Inquiry not now due to finish until 2023.


----------



## Chilli.s (May 10, 2018)

Realistically speaking that's 2123.


----------



## SpookyFrank (May 11, 2018)

Chilli.s said:


> Realistically speaking that's 2123.



You'd think, with almost nobody now willing to take part and most of the key facts redacted, they'd be able to wrap it up in a fortnight.


----------



## ddraig (May 28, 2018)

talk at Merthyr Rising including some ex board members


----------



## teqniq (Jun 1, 2018)

Take A Stand | #SPYCOPS


----------



## elbows (Jun 1, 2018)

teqniq said:


> Take A Stand | #SPYCOPS



The response has been rather predictable.

Lush 'anti-spy cops' campaign criticised


----------



## teqniq (Jun 1, 2018)

Yes, I saw on Twitter. but apparently - I was previously unaware:


----------



## ddraig (Jun 19, 2018)

event in Cardiff


----------



## Fozzie Bear (Jun 28, 2018)

Do you remember Hackney spycop Tim Spence?


----------



## ddraig (Jul 3, 2018)

This afternoon the Undercover Policing Inquiry released three more cover names of Special Demonstration Squad officers.

"Kathryn Lesley (‘Lee’) Bonser" infiltrated: Greenham Common Women’s Peace Camp, Socialist Workers Party; 1983-87.

“Michael James” infiltrated Socialist Workers Party, Troops Out Movement; 1978-83

“Graham Coates” infiltrated International Socialists/Socialist Workers Party, Zero Collective, Anarchy Collective, Libertarian Anarchist Group; 1976-79

We now have the cover names of 63 #spycops out of a toal of at least 144. The Inquiry intends to keep 30-40% entirely secret.
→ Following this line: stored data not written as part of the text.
//! The external compiler seam.
//!
//! The core never links a typesetter. It writes a composed document into a
//! sandbox and asks a [`PageCompiler`] to turn it into an artifact next to
//! it. [`TypstCompiler`] does that by running the `typst` CLI.

use std::future::Future;
use std::path::PathBuf;
use std::time::Duration;

use crate::config::{ConfigError, SiteConfig};
use crate::debug;
use crate::utils::exec::{Cmd, FilterRule};

/// One compilation job.
#[derive(Debug, Clone)]
pub struct CompileRequest {
    /// Composed document (`<sandbox>/main.typ`)
    pub document: PathBuf,
    /// Where the artifact must be written (`<sandbox>/main.pdf`)
    pub artifact: PathBuf,
    /// Sandbox directory, used as working directory
    pub sandbox: PathBuf,
    /// Project root, the boundary for absolute references
    pub root: PathBuf,
}

/// Result of one compilation job.
#[derive(Debug, Clone, PartialEq, Eq)]
pub struct CompileOutcome {
    pub success: bool,
    pub error: Option<String>,
}

impl CompileOutcome {
    pub fn ok() -> Self {
        Self {
            success: true,
            error: None,
        }
    }

    pub fn failed(error: impl Into<String>) -> Self {
        Self {
            success: false,
            error: Some(error.into()),
        }
    }
}

/// Anything that can compile a sandboxed document.
///
/// Implementations report failures through [`CompileOutcome`] and never
/// panic; one page failing must not affect the others.
pub trait PageCompiler: Send + Sync + 'static {
    fn compile(&self, request: CompileRequest) -> impl Future<Output = CompileOutcome> + Send;
}

/// Noise the typst CLI prints on success.
static TYPST_FILTER: FilterRule = FilterRule::new(&["compiling", "compiled"]);

/// Runs `typst compile` as a child process.
#[derive(Debug, Clone)]
pub struct TypstCompiler {
    command: Vec<String>,
    fonts: Vec<PathBuf>,
    timeout: Duration,
}

impl TypstCompiler {
    /// Build from configuration, failing early if the binary is missing.
    pub fn from_config(config: &SiteConfig) -> Result<Self, ConfigError> {
        let typst = &config.build.typst;
        let program = typst
            .command
            .first()
            .ok_or_else(|| ConfigError::Validation("`build.typst.command` is empty".into()))?;

        let resolved = which::which(program)
            .map_err(|_| ConfigError::CompilerNotFound(program.clone()))?;
        debug!("typst"; "using {}", resolved.display());

        Ok(Self {
            command: typst.command.clone(),
            fonts: config.build.fonts.clone(),
            timeout: Duration::from_secs(typst.timeout),
        })
    }

    fn command(&self, request: &CompileRequest) -> Cmd {
        let mut cmd = Cmd::from_slice(&self.command)
            .arg("compile")
            .arg("--root")
            .arg(&request.root);
        for font in &self.fonts {
            cmd = cmd.arg("--font-path").arg(font);
        }
        cmd.args([&request.document, &request.artifact])
            .cwd(&request.sandbox)
            .timeout(self.timeout)
            .filter(&TYPST_FILTER)
    }
}

impl PageCompiler for TypstCompiler {
    async fn compile(&self, request: CompileRequest) -> CompileOutcome {
        match self.command(&request).run_with_timeout().await {
            Ok(_) if request.artifact.is_file() => CompileOutcome::ok(),
            Ok(_) => CompileOutcome::failed(format!(
                "compiler exited successfully but wrote no {}",
                request.artifact.display()
            )),
            Err(e) => CompileOutcome::failed(format!("{e:#}")),
        }
    }
}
We've updated our list, and there are links to Undercover Research Group profiles where they exist.

http://campaignopposingpolicesurveillance.com/…/how-many-s…/


----------



## likesfish (Jul 3, 2018)

Stop Huntingdon Animal Cruelty - Wikipedia
 tbf the violent moonbats of protect fluffy bunnys at all costs deserve the full weight of state oppression on them.


----------



## ddraig (Jul 3, 2018)

likesfish said:


> Stop Huntingdon Animal Cruelty - Wikipedia
> tbf the violent moonbats of protect fluffy bunnys at all costs deserve the full weight of state oppression on them.


oh fuck off with this shit
does that justify all the other infiltration of peaceful law abiding activists?


----------



## Pickman's model (Jul 3, 2018)

likesfish said:


> Stop Huntingdon Animal Cruelty - Wikipedia
> tbf the violent moonbats of protect fluffy bunnys at all costs deserve the full weight of state oppression on them.


No they don't


----------



## likesfish (Jul 3, 2018)

Pickman's model said:


> No they don't



yes it does moonbats that value bunnies over humans can fuck off and want to play at terrorist deserve all they get.
most of the police actions were pointless at counterproductive that one wasn't
 Greenham common and cruise watch fair one your hanging around military bases.
 Stephen Lawrence was Evil and stupid and completely unjustifiable.
 was being ordered to infiltrate the SWP punishment duty?


----------



## Pickman's model (Jul 3, 2018)

likesfish said:


> yes it does moonbats that value bunnies over humans can fuck off and want to play at terrorist deserve all they get.
> most of the police actions were pointless at counterproductive that one wasn't
> Greenham common and cruise watch fair one your hanging around military bases.
> Stephen Lawrence was Evil and stupid and completely unjustifiable.
> was being ordered to infiltrate the SWP punishment duty?


so you think they deserve being targeted by loyalist death squads or being gunned down by the sas or being rendered to more er flexible foreign governments for in-depth interrogation and being sentenced in courts without juries. Get a fucking sense of perspective


----------



## likesfish (Jul 3, 2018)

if only


----------



## Lurdan (Jul 3, 2018)

ddraig said:


> “Graham Coates” infiltrated International Socialists/Socialist Workers Party, Zero Collective, Anarchy Collective, Libertarian Anarchist Group; 1976-79


Lol. Given the level of bad feeling between Zero and Anarchy that must have been some fancy footwork.


----------



## teqniq (Aug 9, 2018)

Spycops probe chair Mitting has 'sunk to new depths'



> SPYCOPS inquiry chairman John Mitting “sunk to new depths” yesterday when he called into question the “humanity” of anyone who might release the real name of a notorious spycop, a woman duped into a long-term relationship has told the Star....


----------



## SpookyFrank (Aug 9, 2018)

teqniq said:


> Spycops probe chair Mitting has 'sunk to new depths'



The obvious thing to do here is respond by releasing Neri's real name. I can see that having unfortunate legal implications though.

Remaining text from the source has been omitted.